Sonniferi: più effetti collateriali (e inefficacia) che sonni tranquilli

Altro che sogni d’oro. L’uso di sonniferi e rimedi per dormire, con o senza prescrizione medica, hanno molti effetti collaterali e sopratutto non sempre sono efficaci contro l’insonnia. Il mensile dei consumatori francese 60 Millions de Consommateurs ha analizzato le controindicazioni e il livello di efficacia di questi farmaci sulla base delle review pubblicate. E il quadro che ne emerge è… da incubo.

I medicinali a base di benzodiazepine

Molti insonni usano le benzodiazepine – come l’Imovane e lo Stilnox – per dormire. Queste sostanze sono efficaci solo nelle fasi acute dell’insonnia. Dopo quattro settimane, scrive 60 Millions, il corpo si abitua all’azione delle benzodiazepine. Aumentare le dosi poi è inutile: non fa che peggiorare i numerosi effetti collaterali tra i quali ci sono difficoltà di attenzione o memoria, confusione, rischio di cadute. L’efficacia di questi farmaci, prosegue il mensile, è anche relativa: una meta-analisi pubblicata sul British Medical Journal ha concluso che i sonniferi correlati alle benzodiazepine (zolpidem e zopiclone) erano poco più efficaci del placebo.

Rapida dipendenza, lenta “disintossicazione”

Questi farmaci sono molto rapidi a creare una certa dipendenza ma una volta che si interrompe il trattamento i pazienti subiscono una lenta disintossicazione ovvero questi rimedi hanno un effetto di rimbalzo abbastanza lungo: “I sintomi di insonnia – scrive il mensile francese – sono aumentati di dieci volte e sono accompagnati da attacchi di ansia, mal di testa, incubi … I disturbi del sonno sono peggiori di prima del trattamento”.

Non va meglio con i farmaci da banco

Come per i sonniferi da prescrizione, anche i “sonniferi” da banco a base di antistaminici (come Donormyl  e il Phenergan) devono essere assunti solo per periodi molto brevi perché hanno anche effetti sedativi duraturi e questo può incidere sull’attenzione durante la giornata specie durante la guida di un autoveicolo o aumentare il rischio di cadute negli anziani.
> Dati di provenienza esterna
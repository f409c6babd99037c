//! Framework pieces shared by every component: event bus, time, timers

pub mod clock;
pub mod events;
pub mod timers;

pub use clock::{Clock, ManualClock, SharedClock, SystemClock};
pub use events::{Event, EventBus, ListenerId};
pub use timers::{TimerId, TimerQueue};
Come le benzodiazepine, gli antistaminici comportano un rischio di compromissione cognitiva e possono causare capogiri.L’uso prolungato della doxilamina (principio attivo del  Donormyl) – hanno spiegato esperti a 60 Millions – non è giustificato finché non ci sono prove che il rapporto rischio / beneficio rimane accettabile nel trattamento dei disturbi del sonno cronici“. Inoltre “a lungo termine” questi farmaci possono aumentare qualsiasi insufficienza organica (fegato, reni o respiratori).

La melatonina? non miracolosa e completamente innocua

La melatonina è utilizzata in molti integratori alimentari raccomandati per contrastare l’insonnia, eppure, il più delle volte, queste pillole non sono affatto miracolose come affermano i produttori. Ci sono evidenze positive per gli over 55 anche se, a qualsiasi fascia di età, il trattamento deve essere di breve durata, al massimo tredici settimane. A dire il vero, la tossicità a breve termine della melatonina non è mai stata studiata, ma ciò, precisano gli esperti francesi, non significa che l’ormone non sia un problema in dosi elevate o assunto a lungo termine. Tuttavia, l’Anses, l’Agenzia francese dei farmaci, ha riportato gli effetti avversi associati all’assunzione di melatonina: vertigini, cefalea, disturbi gastroenterologici, neurologici e psichiatrici. Infatti, i bambini e le donne incinte non devono usarla, proprio come le persone inclini agli attacchi di asma ed epilessia.